The Hardest Part: Data Collection and Preparation

Garbage In, Garbage Out. Master the '80% rule' of machine learning and learn how to clean, label, and prepare your data for success.

The foundation of the machine

When people think of AI, they think of the cool parts—training a model or calling an API. But in reality, 80% of an AI project is spent on Data.

If you give a model "Dirty" data (data with missing values, errors, or bias), the model will produce "Dirty" results. This is known as the GIGO Principle (Garbage In, Garbage Out). In our first lesson of Module 13, we walk through the "Unsexy" but essential step of data preparation.


1. The Stages of Data Prep

A. Data Collection (Ingestion)

Where does the data live? Is it in an S3 bucket? An On-prem database?

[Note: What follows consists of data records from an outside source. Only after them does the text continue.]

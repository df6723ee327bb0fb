//! Common Utilities Module
//!
//! 两个工具共用的小函数：扩展名判断、目录创建、文件名显示。

use anyhow::{Context, Result};
use std::path::Path;

/// 小写扩展名，没有扩展名时返回空字符串
///
/// # Examples
/// ```
/// use std::path::Path;
/// use shared_utils::common_utils::get_extension_lowercase;
///
/// assert_eq!(get_extension_lowercase(Path::new("test.JPG")), "jpg");
/// assert_eq!(get_extension_lowercase(Path::new("test.mp4")), "mp4");
/// assert_eq!(get_extension_lowercase(Path::new("noext")), "");
/// ```
pub fn get_extension_lowercase(path: &Path) -> String {
    path.extension()
        .and_then(|e| e.to_str())
        .map(|e| e.to_lowercase())
        .unwrap_or_default()
}

/// 扩展名是否在列表中（不区分大小写，列表不带点号）
///
/// # Examples
/// ```
/// use std::path::Path;
/// use shared_utils::common_utils::has_extension;
///
/// let extensions = &["jpg", "png"];
/// assert!(has_extension(Path::new("photo.JPG"), extensions));
/// assert!(!has_extension(Path::new("video.mp4"), extensions));
/// ```
pub fn has_extension(path: &Path, extensions: &[&str]) -> bool {
    let ext = get_extension_lowercase(path);
    !ext.is_empty() && extensions.contains(&ext.as_str())
}

/// 创建目录（包括父目录），已存在时不报错
pub fn ensure_dir_exists(dir: &Path) -> Result<()> {
    std::fs::create_dir_all(dir)
        .with_context(|| format!("Failed to create directory: {}", dir.display()))
}

/// 用于进度行显示的文件名
pub fn display_name(path: &Path) -> String {
    path.file_name()
        .map(|n| n.to_string_lossy().into_owned())
        .unwrap_or_else(|| path.display().to_string())
}

#[cfg(test)]
mod tests {
    use super::*;
    use tempfile::TempDir;

    #[test]
    fn test_has_extension_case_insensitive() {
        let exts = &["heic", "tiff"];
        assert!(has_extension(Path::new("IMG_0001.HEIC"), exts));
        assert!(has_extension(Path::new("scan.Tiff"), exts));
        assert!(!has_extension(Path::new("scan.tif"), exts));
        assert!(!has_extension(Path::new("heic"), exts));
    }

    #[test]
    fn test_ensure_dir_exists_creates_parents() {
        let temp = TempDir::new().unwrap();
        let nested = temp.path().join("a").join("b").join("c");
        ensure_dir_exists(&nested).unwrap();
        assert!(nested.is_dir());
        ensure_dir_exists(&nested).unwrap();
    }

    #[test]
    fn test_display_name() {
        assert_eq!(display_name(Path::new("/tmp/in/clip.mkv")), "clip.mkv");
        assert_eq!(display_name(Path::new("photo.jpg")), "photo.jpg");
    }
}
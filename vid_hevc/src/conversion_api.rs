//! Video Conversion API Module - HEVC/H.265 720p
//!
//! Flat-folder batch: every supported video in `input_dir` is handed to an
//! [`Encoder`] once, in filesystem order, and written to `output_dir` under
//! the same file name. A failing file is reported and the batch moves on.

use crate::encoder::{Encoder, TranscodeParams};
use crate::{Result, VidHevcError};
use anyhow::Context;
use shared_utils::{display_name, hidden_progress, print_line, BatchResult, ProgressBar};
use std::path::{Path, PathBuf};
use tracing::info;

pub const VIDEO_EXTENSIONS: &[&str] = &["mp4", "mkv", "mov", "avi", "webm", "flv", "wmv"];

/// A source video. Never decoded in-process; only its path is handed to the encoder.
#[derive(Debug, Clone, PartialEq, Eq)]
pub struct VideoFile {
    pub path: PathBuf,
}

impl VideoFile {
    pub fn new(path: impl Into<PathBuf>) -> Self {
        Self { path: path.into() }
    }

    /// Same file name inside `output_dir`.
    pub fn output_path(&self, output_dir: &Path) -> Result<PathBuf> {
        let name = self
            .path
            .file_name()
            .ok_or_else(|| VidHevcError::InvalidPath(self.path.clone()))?;
        Ok(output_dir.join(name))
    }
}

/// Transcodes one file. The output is overwritten if it exists; a failed
/// encode may leave a partial output behind.
pub fn transcode_file(
    video: &VideoFile,
    output_dir: &Path,
    params: &TranscodeParams,
    encoder: &dyn Encoder,
) -> Result<PathBuf> {
    let output = video.output_path(output_dir)?;
    encoder.encode(&video.path, &output, params)?;
    Ok(output)
}

pub fn transcode_folder(
    input_dir: &Path,
    output_dir: &Path,
    params: &TranscodeParams,
    encoder: &dyn Encoder,
) -> anyhow::Result<BatchResult> {
    transcode_folder_with_progress(input_dir, output_dir, params, encoder, &hidden_progress())
}

/// Same as [`transcode_folder`], drawing per-file lines above `progress`.
pub fn transcode_folder_with_progress(
    input_dir: &Path,
    output_dir: &Path,
    params: &TranscodeParams,
    encoder: &dyn Encoder,
    progress: &ProgressBar,
) -> anyhow::Result<BatchResult> {
    shared_utils::ensure_dir_exists(output_dir)?;
    let files = shared_utils::collect_files(input_dir, VIDEO_EXTENSIONS)
        .with_context(|| format!("Failed to scan {}", input_dir.display()))?;

    info!(
        input = %input_dir.display(),
        output = %output_dir.display(),
        files = files.len(),
        preset = %params.preset,
        bitrate = %params.bitrate,
        "Starting HEVC batch"
    );
    progress.set_length(files.len() as u64);

    let mut batch = BatchResult::new();
    for path in files {
        let name = display_name(&path);
        progress.set_message(name.clone());
        print_line(progress, &format!("🚀 Compressing (HEVC GPU): {} ...", name));

        match transcode_file(&VideoFile::new(&path), output_dir, params, encoder) {
            Ok(output) => {
                print_line(progress, &format!("✅ Done: {}", name));
                info!(file = %name, output = %output.display(), outcome = "done", "Video transcoded");
                batch.success();
            }
            Err(e) => {
                print_line(progress, &format!("❌ Failed: {} – {}", name, e));
                info!(file = %name, outcome = "failed", error = %e, "Video transcode failed");
                batch.fail(path, e.to_string());
            }
        }
        progress.inc(1);
    }

    Ok(batch)
}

  • You must move the data to a central location (usually an Amazon S3 Data Lake) so the AI services can access it.

B. Data Cleaning (Pre-processing)

Real-world data is messy.

  • You need to handle Missing Values (What if the age field is empty?).
  • You need to handle Outliers (What if a customer is listed as being 500 years old?).
  • You need to Normalize data (Converting all currencies to USD so they can be compared).

C. Data Labeling (Ground Truth)

If you are doing Supervised Learning, you need the "Answers."

  • You need to tag the emails as "Spam" or "Not Spam."
  • Service Tip: Amazon SageMaker Ground Truth is the service used to manage human labelers for this step.

2. Structured vs. Unstructured Data

For the exam, you must know what "Form" your data is in:

  • Structured Data: Fits neatly in a spreadsheet or a database. (e.g., Sales numbers, Customer names).
    • Perfect for: Amazon Forecast, SageMaker Canvas.
  • Unstructured Data: Messy, real-world formats. (e.g., Photos, Audio files, PDFs, Tweets).
    • Perfect for: Amazon Rekognition, Comprehend, Textract.

3. How to Do This on AWS

  • SageMaker Data Wrangler: The "No-Code" way to clean data (you can see the charts of your data errors visually).
  • AWS Glue: The "Plumbing" way to clean data (using ETL - Extract, Transform, Load - jobs).
  • SageMaker Studio Notebooks: The "Hard-Code" way (writing Python/Pandas scripts to clean the data).

4. Visualizing the Data Pipeline

graph LR
    A[Raw Data Sources: Logs/S3/DB] --> B[Ingestion: AWS DataSync/Glue]
    B --> C[CLEANING: Data Wrangler]
    C --> D[LABELING: Ground Truth]
    D --> E[FINAL DATASET: Training-Ready]
    
    subgraph The_Practitioner_Focus
    C
    D
    end

5. Summary: Quality is Your Job

Data preparation is the single most important factor for the success of an AI project.

  1. Quantity is good.
  2. Quality is better.
  3. Diversity is best (to avoid bias).

Exercise: Identify the Preparation Tool

A transportation company has 1 million video clips of traffic intersections. They want to train a model to detect "Cyclists." They need to hire a team of people to watch the clips and draw boxes around the cyclists. Which AWS service should they use to manage this workflow?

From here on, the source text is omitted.